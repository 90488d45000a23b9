//! Identity provider client and session types.
//!
//! Talks to the hosted auth service over its REST surface (`/auth/v1`)
//! using the project API key for public endpoints and the user's access
//! token where one is required. Front ends never hold raw tokens; they
//! observe sessions through [`crate::session::SessionHandle`].

use std::fmt;

use async_trait::async_trait;
use reqwest::{RequestBuilder, Response, StatusCode};
use serde::{Deserialize, Serialize};
use thiserror::Error;

use crate::util::{compact_text, is_http_url, normalize_text_option, unix_timestamp_now};

/// Sessions are treated as expired this many seconds early so a request
/// started near the boundary does not fly with a dead token.
const EXPIRY_SKEW_SECONDS: i64 = 60;

/// Errors that can occur during authentication
#[derive(Debug, Error)]
pub enum AuthError {
    #[error("Invalid auth configuration: {0}")]
    InvalidConfiguration(String),

    #[error("HTTP request failed: {0}")]
    Http(#[from] reqwest::Error),

    #[error("Failed to parse auth response: {0}")]
    Parse(#[from] serde_json::Error),

    /// Error reported by the identity provider itself
    #[error("Auth API error: {0}")]
    Api(AuthApiError),

    /// Successful status but the payload is missing required fields
    #[error("Malformed auth response: {0}")]
    MalformedResponse(String),

    #[error("Secure storage unavailable: {0}")]
    SecureStorage(String),
}

/// Result type for auth operations
pub type AuthResult<T> = Result<T, AuthError>;

/// Provider-reported account errors, keyed by the provider's error code.
///
/// Known codes map to fixed user-facing messages; everything else keeps
/// the provider's own message and HTTP status.
#[derive(Debug, Clone, PartialEq, Eq, Error)]
pub enum AuthApiError {
    #[error("Email address is invalid")]
    InvalidEmail,
    #[error("Incorrect email or password")]
    InvalidCredentials,
    #[error("No account exists for this email")]
    UserNotFound,
    #[error("An account with this email already exists")]
    EmailExists,
    #[error("Password is too weak")]
    WeakPassword,
    #[error("{message} ({status})")]
    Other {
        code: Option<String>,
        message: String,
        status: u16,
    },
}

/// An authenticated session for one user.
///
/// `expires_at` is unix seconds as reported by the provider.
#[derive(Clone, PartialEq, Eq, Serialize, Deserialize)]
pub struct Session {
    pub user_id: String,
    pub email: Option<String>,
    pub access_token: String,
    pub expires_at: i64,
}

impl Session {
    /// Whether the access token is expired or about to expire.
    #[must_use]
    pub fn is_expired(&self) -> bool {
        self.expires_at <= unix_timestamp_now() + EXPIRY_SKEW_SECONDS
    }
}

impl fmt::Debug for Session {
    fn fmt(&self, f: &mut fmt::Formatter<'_>) -> fmt::Result {
        f.debug_struct("Session")
            .field("user_id", &self.user_id)
            .field("email", &self.email)
            .field("access_token", &"[REDACTED]")
            .field("expires_at", &self.expires_at)
            .finish()
    }
}

/// Durable storage for the session between process runs.
pub trait SessionPersistence: Send + Sync {
    fn load_session(&self) -> AuthResult<Option<Session>>;
    fn save_session(&self, session: &Session) -> AuthResult<()>;
    fn clear_session(&self) -> AuthResult<()>;
}

/// Narrow seam over the hosted identity service.
#[async_trait]
pub trait IdentityProvider: Send + Sync {
    /// Exchanges credentials for a session.
    async fn sign_in(&self, email: &str, password: &str) -> AuthResult<Session>;

    /// Registers a new account.
    ///
    /// Returns `Ok(None)` when the provider withholds the session until
    /// the email address has been confirmed.
    async fn sign_up(&self, email: &str, password: &str) -> AuthResult<Option<Session>>;

    /// Revokes the session behind `access_token` on the provider side.
    async fn sign_out(&self, access_token: &str) -> AuthResult<()>;
}

/// HTTP client for the hosted identity provider.
#[derive(Debug, Clone)]
pub struct AuthClient {
    auth_url: String,
    api_key: String,
    client: reqwest::Client,
}

impl AuthClient {
    /// Creates a client for the auth surface of `backend_url`.
    pub fn new(backend_url: &str, api_key: &str) -> AuthResult<Self> {
        let auth_url = normalize_auth_url(backend_url)?;
        let api_key = api_key.trim();
        if api_key.is_empty() {
            return Err(AuthError::InvalidConfiguration(
                "API key is empty".to_string(),
            ));
        }
        Ok(Self {
            auth_url,
            api_key: api_key.to_string(),
            client: reqwest::Client::new(),
        })
    }

    /// Applies the headers public auth endpoints expect.
    fn public_request(&self, request: RequestBuilder) -> RequestBuilder {
        request
            .header("apikey", &self.api_key)
            .bearer_auth(&self.api_key)
    }

    async fn read_session_payload(response: Response) -> AuthResult<SessionPayload> {
        let status = response.status();
        let body = response.text().await?;
        if !status.is_success() {
            return Err(AuthError::Api(classify_api_error(status, &body)));
        }
        Ok(serde_json::from_str(&body)?)
    }
}

#[async_trait]
impl IdentityProvider for AuthClient {
    async fn sign_in(&self, email: &str, password: &str) -> AuthResult<Session> {
        let url = format!("{}/token?grant_type=password", self.auth_url);
        tracing::debug!("Signing in via {url}");
        let response = self
            .public_request(self.client.post(url))
            .json(&CredentialsPayload { email, password })
            .send()
            .await?;
        let payload = Self::read_session_payload(response).await?;
        payload.into_session()?.ok_or_else(|| {
            AuthError::MalformedResponse("sign-in answered without a session".to_string())
        })
    }

    async fn sign_up(&self, email: &str, password: &str) -> AuthResult<Option<Session>> {
        let url = format!("{}/signup", self.auth_url);
        tracing::debug!("Signing up via {url}");
        let response = self
            .public_request(self.client.post(url))
            .json(&CredentialsPayload { email, password })
            .send()
            .await?;
        let payload = Self::read_session_payload(response).await?;
        payload.into_session()
    }

    async fn sign_out(&self, access_token: &str) -> AuthResult<()> {
        let url = format!("{}/logout", self.auth_url);
        let response = self
            .client
            .post(url)
            .header("apikey", &self.api_key)
            .bearer_auth(access_token)
            .send()
            .await?;
        let status = response.status();
        // An already-revoked token answers 401; treat that as signed out.
        if status.is_success() || status == StatusCode::UNAUTHORIZED {
            return Ok(());
        }
        let body = response.text().await?;
        Err(AuthError::Api(classify_api_error(status, &body)))
    }
}

#[derive(Debug, Serialize)]
struct CredentialsPayload<'a> {
    email: &'a str,
    password: &'a str,
}

/// Tolerant session payload: providers answer sign-up either with a flat
/// session, a session nested one level down, or a bare user record when
/// address confirmation is still pending.
#[derive(Debug, Deserialize)]
struct SessionPayload {
    access_token: Option<String>,
    expires_at: Option<i64>,
    expires_in: Option<i64>,
    user: Option<WireUser>,
    session: Option<NestedSession>,
}

#[derive(Debug, Deserialize)]
struct NestedSession {
    access_token: Option<String>,
    expires_at: Option<i64>,
    expires_in: Option<i64>,
    user: Option<WireUser>,
}

#[derive(Debug, Clone, Deserialize)]
struct WireUser {
    id: String,
    email: Option<String>,
}

impl SessionPayload {
    fn into_session(self) -> AuthResult<Option<Session>> {
        let (nested_token, nested_at, nested_in, nested_user) = match self.session {
            Some(nested) => (
                nested.access_token,
                nested.expires_at,
                nested.expires_in,
                nested.user,
            ),
            None => (None, None, None, None),
        };
        let access_token = self.access_token.or(nested_token);
        let expires_at = self.expires_at.or(nested_at).or_else(|| {
            self.expires_in
                .or(nested_in)
                .map(|seconds| unix_timestamp_now() + seconds)
        });
        let user = self.user.or(nested_user);

        match (access_token, user) {
            (Some(access_token), Some(user)) => {
                let expires_at = expires_at.ok_or_else(|| {
                    AuthError::MalformedResponse("session has no expiry".to_string())
                })?;
                Ok(Some(Session {
                    user_id: user.id,
                    email: user.email,
                    access_token,
                    expires_at,
                }))
            }
            (None, Some(_)) => Ok(None),
            _ => Err(AuthError::MalformedResponse(
                "missing access token and user".to_string(),
            )),
        }
    }
}

#[derive(Debug, Default, Deserialize)]
struct ErrorPayload {
    error_code: Option<String>,
    error: Option<String>,
    error_description: Option<String>,
    msg: Option<String>,
    message: Option<String>,
}

/// Maps a provider error response to a typed [`AuthApiError`].
fn classify_api_error(status: StatusCode, body: &str) -> AuthApiError {
    let payload: ErrorPayload = serde_json::from_str(body).unwrap_or_default();
    let code = payload.error_code.or(payload.error);
    match code.as_deref() {
        Some("invalid_email" | "email_address_invalid") => return AuthApiError::InvalidEmail,
        Some("invalid_credentials" | "invalid_grant") => return AuthApiError::InvalidCredentials,
        Some("user_not_found") => return AuthApiError::UserNotFound,
        Some("email_exists" | "user_already_exists") => return AuthApiError::EmailExists,
        Some("weak_password") => return AuthApiError::WeakPassword,
        _ => {}
    }
    let message = payload
        .error_description
        .or(payload.msg)
        .or(payload.message)
        .map(|message| compact_text(&message))
        .filter(|message| !message.is_empty())
        .unwrap_or_else(|| format!("HTTP {}", status.as_u16()));
    AuthApiError::Other {
        code,
        message,
        status: status.as_u16(),
    }
}

/// Normalizes a backend URL into its auth endpoint base.
fn normalize_auth_url(raw: &str) -> AuthResult<String> {
    let trimmed = raw.trim().trim_end_matches('/');
    if trimmed.is_empty() {
        return Err(AuthError::InvalidConfiguration(
            "Backend URL is empty".to_string(),
        ));
    }
    if !is_http_url(trimmed) {
        return Err(AuthError::InvalidConfiguration(
            "Backend URL must start with http:// or https://".to_string(),
        ));
    }
    if trimmed.ends_with("/auth/v1") {
        Ok(trimmed.to_string())
    } else {
        Ok(format!("{trimmed}/auth/v1"))
    }
}

/// Resolves an optional backend endpoint from its two config parts.
///
/// Returns `Ok(None)` when neither part is set and an error when only
/// one of them is.
pub fn resolve_optional_backend_config(
    url: Option<String>,
    api_key: Option<String>,
) -> AuthResult<Option<(String, String)>> {
    let url = normalize_text_option(url);
    let api_key = normalize_text_option(api_key);
    match (url, api_key) {
        (Some(url), Some(api_key)) => Ok(Some((url, api_key))),
        (None, None) => Ok(None),
        (Some(_), None) => Err(AuthError::InvalidConfiguration(
            "Backend URL is set but the API key is missing".to_string(),
        )),
        (None, Some(_)) => Err(AuthError::InvalidConfiguration(
            "API key is set but the backend URL is missing".to_string(),
        )),
    }
}
//! Contact form submission: validation, uniqueness, and the create/edit
//! branch.
//!
//! The form is in edit mode when a previously loaded contact is supplied and
//! in create mode otherwise. Every submission ends in exactly one
//! [`Outcome`]; errors never escape to the caller.

use serde::{Deserialize, Serialize};
use tracing::{info, warn};

use crate::{
  contact::{Contact, Record},
  error::{Error, Result},
  store::ContactStore,
  validate::validate_contact,
};

const EMAIL_TAKEN_MSG: &str = "Error: this email address is already used!";
const INSERT_FAILED_MSG: &str = "Error: contact could not be saved in database";
const UPDATE_FAILED_MSG: &str = "Error: contact could not be updated";

// ─── Outcome ─────────────────────────────────────────────────────────────────

#[derive(Debug, Clone, Copy, PartialEq, Eq, Serialize, Deserialize)]
#[serde(rename_all = "kebab-case")]
pub enum OutcomeKind {
  Success,
  ValidationError,
  UniquenessError,
  StorageError,
}

/// The user-facing result of a form action.
#[derive(Debug, Clone, PartialEq, Eq, Serialize, Deserialize)]
pub struct Outcome {
  pub kind:    OutcomeKind,
  pub message: String,
  /// The email the action was about; for a submission, the submitted one.
  pub email:   String,
}

impl Outcome {
  fn new(kind: OutcomeKind, message: impl Into<String>, email: &str) -> Self {
    Self { kind, message: message.into(), email: email.to_owned() }
  }

  pub fn is_success(&self) -> bool { self.kind == OutcomeKind::Success }
}

// ─── Submission ──────────────────────────────────────────────────────────────

/// Submit the form with `contact`'s values.
///
/// With `previous == None` the contact is inserted; otherwise the row stored
/// under `previous.email` is overwritten. The email is only re-checked for
/// uniqueness when it differs from `previous.email`.
pub fn submit<S: ContactStore>(
  store: &S,
  contact: &Contact,
  previous: Option<&Contact>,
) -> Outcome {
  let email = contact.email.as_str();
  match apply(store, contact, previous) {
    Ok(()) => {
      let message = match previous {
        None => format!("Success: contact {email} was successfully saved in database!"),
        Some(_) => format!("Success: contact {email} was successfully updated!"),
      };
      Outcome::new(OutcomeKind::Success, message, email)
    }
    Err(Error::Validation(e)) => {
      Outcome::new(OutcomeKind::ValidationError, e.to_string(), email)
    }
    Err(Error::EmailTaken(_)) => {
      Outcome::new(OutcomeKind::UniquenessError, EMAIL_TAKEN_MSG, email)
    }
    Err(e @ (Error::Storage(_) | Error::NotFound(_))) => {
      warn!(email, error = %e, "contact write failed");
      let message = if previous.is_some() {
        UPDATE_FAILED_MSG
      } else {
        INSERT_FAILED_MSG
      };
      Outcome::new(OutcomeKind::StorageError, message, email)
    }
  }
}

/// [`submit`] for a flat form record.
pub fn submit_record<S: ContactStore>(
  store: &S,
  record: &Record,
  previous: Option<&Contact>,
) -> Outcome {
  submit(store, &Contact::from_record(record), previous)
}

fn apply<S: ContactStore>(
  store: &S,
  contact: &Contact,
  previous: Option<&Contact>,
) -> Result<()> {
  validate_contact(contact)?;

  match previous {
    None => {
      ensure_unique(store, &contact.email)?;
      store.insert(contact).map_err(Error::storage)?;
      info!(email = %contact.email, "contact created");
    }
    Some(prev) => {
      if prev.email != contact.email {
        ensure_unique(store, &contact.email)?;
      }
      store
        .update_by_email(&prev.email, contact)
        .map_err(Error::storage)?;
      info!(from = %prev.email, to = %contact.email, "contact updated");
    }
  }

  Ok(())
}

fn ensure_unique<S: ContactStore>(store: &S, email: &str) -> Result<()> {
  if store.is_email_unique(email).map_err(Error::storage)? {
    Ok(())
  } else {
    Err(Error::EmailTaken(email.to_owned()))
  }
}

// ─── Edit mode helpers ───────────────────────────────────────────────────────

/// Load the contact stored under `email` so the form can be opened in edit
/// mode.
pub fn load_for_edit<S: ContactStore>(store: &S, email: &str) -> Result<Contact> {
  store
    .find_by_email(email)
    .map_err(Error::storage)?
    .ok_or_else(|| Error::NotFound(email.to_owned()))
}

/// Delete the contact stored under `email`.
pub fn delete_contact<S: ContactStore>(store: &S, email: &str) -> Outcome {
  match store.delete_by_email(email) {
    Ok(true) => {
      info!(email, "contact deleted");
      Outcome::new(
        OutcomeKind::Success,
        format!("Success: the contact {email} was deleted!"),
        email,
      )
    }
    result => {
      if let Err(e) = result {
        warn!(email, error = %e, "contact delete failed");
      }
      Outcome::new(
        OutcomeKind::StorageError,
        format!("Error: the contact {email} could not be deleted!"),
        email,
      )
    }
  }
}
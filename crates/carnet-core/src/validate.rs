//! Shape checks for contact form fields.
//!
//! All predicates are pure. The patterns reproduce the behaviour the contact
//! list has always had, including two known leniencies:
//!
//! - names are prefix-matched, so `"John123!!"` is accepted;
//! - email character classes are lowercase-only, so `"A@b.com"` is rejected.

use std::sync::LazyLock;

use regex::Regex;

use crate::{contact::Contact, error::ValidationError};

static NAME_REGEX: LazyLock<Regex> = LazyLock::new(|| {
  Regex::new(r"^[A-Z]\p{L}*").expect("Invalid name regex")
});

static DATE_REGEX: LazyLock<Regex> = LazyLock::new(|| {
  Regex::new(r"^([0-2][0-9]|3[01])/(0[0-9]|1[0-2])/[0-9]{4}$")
    .expect("Invalid date regex")
});

// TODO: the local part and domain only admit lowercase ASCII; decide whether
// mixed-case addresses should be accepted and lowercased before storage.
static EMAIL_REGEX: LazyLock<Regex> = LazyLock::new(|| {
  Regex::new(
    r"\A[a-z0-9!#$%&'*+/=?^_`{|}~-]+(?:\.[a-z0-9!#$%&'*+/=?^_`{|}~-]+)*@(?:[a-z0-9](?:[a-z0-9-]*[a-z0-9])?\.)+[a-z0-9](?:[a-z0-9-]*[a-z0-9])?\z",
  )
  .expect("Invalid email regex")
});

static HAS_DIGIT_REGEX: LazyLock<Regex> = LazyLock::new(|| {
  Regex::new(r"^(.*?[0-9])+.*$").expect("Invalid digit regex")
});

static HAS_UPPER_REGEX: LazyLock<Regex> = LazyLock::new(|| {
  Regex::new(r"^(.*?[A-Z])+.*$").expect("Invalid uppercase regex")
});

static HAS_LOWER_REGEX: LazyLock<Regex> = LazyLock::new(|| {
  Regex::new(r"^(.*?[a-z])+.*$").expect("Invalid lowercase regex")
});

const MIN_PASSWORD_LEN: usize = 8;

/// An uppercase ASCII letter followed by any run of letters. Trailing
/// non-letters are not checked.
pub fn is_valid_name(name: &str) -> bool { NAME_REGEX.is_match(name) }

/// `DD/MM/YYYY` with day `00`-`31` and month `00`-`12`. Not calendar-aware.
pub fn is_valid_date(date: &str) -> bool { DATE_REGEX.is_match(date) }

pub fn is_valid_email(email: &str) -> bool { EMAIL_REGEX.is_match(email) }

/// True when every value is true; vacuously true for an empty slice.
pub fn all_true(values: &[bool]) -> bool { values.iter().all(|v| *v) }

/// At least one digit, one uppercase and one lowercase letter, and at least
/// eight characters.
pub fn is_strong_password(password: &str) -> bool {
  all_true(&[
    HAS_DIGIT_REGEX.is_match(password),
    HAS_UPPER_REGEX.is_match(password),
    HAS_LOWER_REGEX.is_match(password),
    password.chars().count() >= MIN_PASSWORD_LEN,
  ])
}

/// Check the validated form fields in order, stopping at the first failure.
///
/// `phone` and `gender` pass through unchecked.
pub fn validate_contact(contact: &Contact) -> Result<(), ValidationError> {
  if !is_valid_name(&contact.name) {
    return Err(ValidationError::InvalidName);
  }
  if !is_valid_name(&contact.firstname) {
    return Err(ValidationError::InvalidFirstname);
  }
  if !is_valid_date(&contact.birthdate) {
    return Err(ValidationError::InvalidBirthdate);
  }
  if !is_valid_email(&contact.email) {
    return Err(ValidationError::InvalidEmail);
  }
  Ok(())
}
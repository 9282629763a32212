//! Core types and trait definitions for the carnet contact list.
//!
//! This crate is free of database dependencies. The SQLite backend and the
//! command-line front end both depend on it.

pub mod contact;
pub mod error;
pub mod form;
pub mod store;
pub mod validate;

pub use contact::{Contact, ContactSummary, Gender, Record};
pub use error::{Error, Result, ValidationError};
pub use form::{Outcome, OutcomeKind};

=====

* [WHAT YOU HAVE TO DO]:
Go through the records above and return every line that holds the string "letters".

* [FINISHED EXERCISE]:
/// An uppercase ASCII letter followed by any run of letters. Trailing
/// non-letters are not checked.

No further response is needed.